This isn’t a rational argument, of course, and doesn’t fit the texts. But it fits an emotional and spiritual need.
Great post. Not sure who would respond to this question but here goes.
If Christianity had not emerged as a distinct religion (ie, no disciples thought Jesus was raised from the dead) would Judaism have had good enough reasons to respect and remember the historical Jesus as at least a somewhat important Jewish prophet or teacher or holy man; or would there still have been, from the standpoint of Judaism, strong reasons to reject him, eg, his apocalypticism. Or perhaps the historical Jesus (without the resurrection) did not have enough impact to warrant either kind of attention?

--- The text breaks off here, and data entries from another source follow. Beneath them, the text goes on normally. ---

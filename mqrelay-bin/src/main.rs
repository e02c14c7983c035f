use std::str::FromStr;
use std::sync::Arc;

use structopt::StructOpt;

use mqrelay::auth::{Authenticator, InstrumentedAuthenticator, NoopAuthenticator, PlainAuthenticator};
use mqrelay::conf::{Options, Settings};
use mqrelay::handler::{HandlerOptions, MqttHandler};
use mqrelay::http::{HttpServer, Probes};
use mqrelay::logger::logger_init;
use mqrelay::metrics::Metrics;
use mqrelay::net::{Builder, FileCertSource};
use mqrelay::publisher::{
    InstrumentedPublisher, KafkaPublisher, MessageFormat, NoopPublisher, Publisher,
    RabbitmqPublisher, SnsPublisher, SqsPublisher,
};
use mqrelay::server::{MqttListener, MqttServer, ServerClosed};
use mqrelay::Result;

fn main() {
    let opts = Options::from_args();
    let settings = match Settings::init(opts) {
        Ok(settings) => settings,
        Err(e) => {
            eprintln!("config error: {e:#}");
            std::process::exit(2);
        }
    };

    if let Err(e) = logger_init(&settings.log) {
        eprintln!("logger error: {e:#}");
        std::process::exit(1);
    }

    let runtime = match tokio::runtime::Builder::new_multi_thread().enable_all().build() {
        Ok(runtime) => runtime,
        Err(e) => {
            log::error!("runtime setup failed, {:?}", e);
            std::process::exit(1);
        }
    };

    if let Err(e) = runtime.block_on(run(settings)) {
        log::error!("setup failed, {:?}", e);
        std::process::exit(1);
    }
}

async fn run(settings: &'static Settings) -> Result<()> {
    let metrics = Arc::new(Metrics::new()?);
    let probes = Probes::new();

    let authenticator = build_authenticator(settings, &metrics)?;
    let publisher = build_publisher(settings, &metrics).await?;

    let handler = Arc::new(MqttHandler::new(
        authenticator,
        publisher.clone(),
        metrics.clone(),
        handler_options(settings),
    ));
    let server = MqttServer::new(handler, metrics.clone());

    let http_server = HttpServer::start(
        &settings.http.listen_address,
        metrics.registry.clone(),
        probes.clone(),
        settings.http.grace_period,
    )
    .await?;

    // publisher delivery-report workers
    let publisher_serve = {
        let publisher = publisher.clone();
        tokio::spawn(async move {
            if let Err(e) = publisher.serve().await {
                log::error!("publisher serve failed, {:?}", e);
            }
        })
    };

    let listener = bind_mqtt_listener(settings)?;
    let accept_loop = {
        let server = server.clone();
        tokio::spawn(async move {
            match server.serve(listener).await {
                Err(e) if e.downcast_ref::<ServerClosed>().is_some() => {}
                Err(e) => log::error!("mqtt serve failed, {:?}", e),
                Ok(()) => {}
            }
        })
    };
    probes.ready();

    wait_for_signal().await?;
    log::info!("shutdown signal received");

    // ordered shutdown: stop advertising, drain MQTT, then the publisher,
    // then the HTTP side
    probes.not_ready();
    if let Err(e) = server.shutdown(settings.mqtt.grace_period).await {
        log::warn!("graceful drain incomplete, {:?}", e);
        server.close();
    }
    accept_loop.abort();
    publisher.shutdown().await;
    publisher_serve.abort();
    http_server.shutdown().await;

    log::info!("mqrelay stopped");
    Ok(())
}

async fn wait_for_signal() -> Result<()> {
    use tokio::signal::unix::{signal, SignalKind};
    let mut interrupt = signal(SignalKind::interrupt())?;
    let mut terminate = signal(SignalKind::terminate())?;
    tokio::select! {
        _ = interrupt.recv() => {}
        _ = terminate.recv() => {}
    }
    Ok(())
}

fn handler_options(settings: &Settings) -> HandlerOptions {
    let handler = &settings.mqtt.handler;
    HandlerOptions {
        ignore_unsupported: handler.ignore_unsupported.iter().cloned().collect(),
        allow_unauthenticated: handler.allow_unauthenticated.iter().cloned().collect(),
        publish_timeout: handler.publish.timeout,
        publish_async_at_most_once: handler.publish.r#async.at_most_once,
        publish_async_at_least_once: handler.publish.r#async.at_least_once,
        publish_async_exactly_once: handler.publish.r#async.exactly_once,
    }
}

fn build_authenticator(settings: &Settings, metrics: &Metrics) -> Result<Arc<dyn Authenticator>> {
    let cfg = &settings.mqtt.handler.authenticator;
    let authenticator: Arc<dyn Authenticator> = match cfg.name.as_str() {
        mqrelay::conf::AUTH_PLAIN => Arc::new(PlainAuthenticator::new(
            cfg.plain.credentials.clone(),
            Some(cfg.plain.credentials_file.as_str()),
        )?),
        _ => Arc::new(NoopAuthenticator),
    };
    log::info!("authenticator: {}", authenticator.name());
    Ok(Arc::new(InstrumentedAuthenticator::new(authenticator, metrics)?))
}

async fn build_publisher(settings: &Settings, metrics: &Metrics) -> Result<Arc<dyn Publisher>> {
    let cfg = &settings.mqtt.publisher;
    let message_format = MessageFormat::from_str(&cfg.message_format)?;
    let publisher: Arc<dyn Publisher> = match cfg.name.as_str() {
        mqrelay::conf::PUBLISHER_KAFKA => Arc::new(KafkaPublisher::new(&cfg.kafka)?),
        mqrelay::conf::PUBLISHER_RABBITMQ => {
            Arc::new(RabbitmqPublisher::new(&cfg.rabbitmq, message_format)?)
        }
        mqrelay::conf::PUBLISHER_SQS => Arc::new(SqsPublisher::new(&cfg.sqs, message_format).await?),
        mqrelay::conf::PUBLISHER_SNS => Arc::new(SnsPublisher::new(&cfg.sns, message_format).await?),
        _ => Arc::new(NoopPublisher::new()),
    };
    log::info!("publisher: {}, message format: {}", publisher.name(), message_format.as_str());
    Ok(Arc::new(InstrumentedPublisher::new(publisher, metrics)?))
}

fn bind_mqtt_listener(settings: &Settings) -> Result<MqttListener> {
    let mqtt = &settings.mqtt;
    let laddr = mqtt
        .listen_address
        .parse()
        .map_err(|e| anyhow::anyhow!("mqtt listen address: {}", e))?;

    let listener = Builder::new()
        .name("mqtt")
        .laddr(laddr)
        .nodelay()
        .max_packet_size(mqtt.max_packet_size)
        .reader_buffer_size(mqtt.reader_buffer_size)
        .writer_buffer_size(mqtt.writer_buffer_size)
        .read_timeout(mqtt.read_timeout)
        .send_timeout(mqtt.write_timeout)
        .idle_timeout(mqtt.idle_timeout)
        .bind()?;

    if mqtt.tls.enable {
        let source = FileCertSource {
            cert: mqtt.tls.file.cert.clone(),
            key: mqtt.tls.file.key.clone(),
            client_ca: mqtt.tls.file.client_ca(),
            client_crl: mqtt.tls.file.client_crl(),
            refresh: mqtt.tls.refresh,
        };
        Ok(MqttListener::Tls(listener.tls(source.spawn()?)))
    } else {
        Ok(MqttListener::Tcp(listener))
    }
}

Is Josephus’s mention of Jesus an indication of how memorable Jesus would have been to Judaism without the emergence of Christianity; or was that mention due in large part to the emergence of Christianity?
I ask this in part because I sometimes think that people who want to be followers of the historical Jesus should most logically become Jews-except that as far as I know there aren’t many apocalyptic Jews nowadays. Plus Jesus was mistaken about the imminent arrival of God’s kingdom in the first century.
good questions, but difficult to answer. we would be moving here into ‘alternative history’ (a genre my husband very much likes; I find ‘real’ history difficult enough). I suspect his eschatology, his personal rather than communal authority, his celibacy, and his afamilial ethos would not have promoted strong support. He’s also too late for biblical authority and too early for rabbinic approval.
Being a follower of the ‘historical Jesus’ is a fascinating question, since the church is not built on an anterior construction of the historical Jesus (heaven forbid, as it were, that Jesus scholars should determine theology- I’m not sure what Bart would say about this, but ‘theology’ is something I do not do.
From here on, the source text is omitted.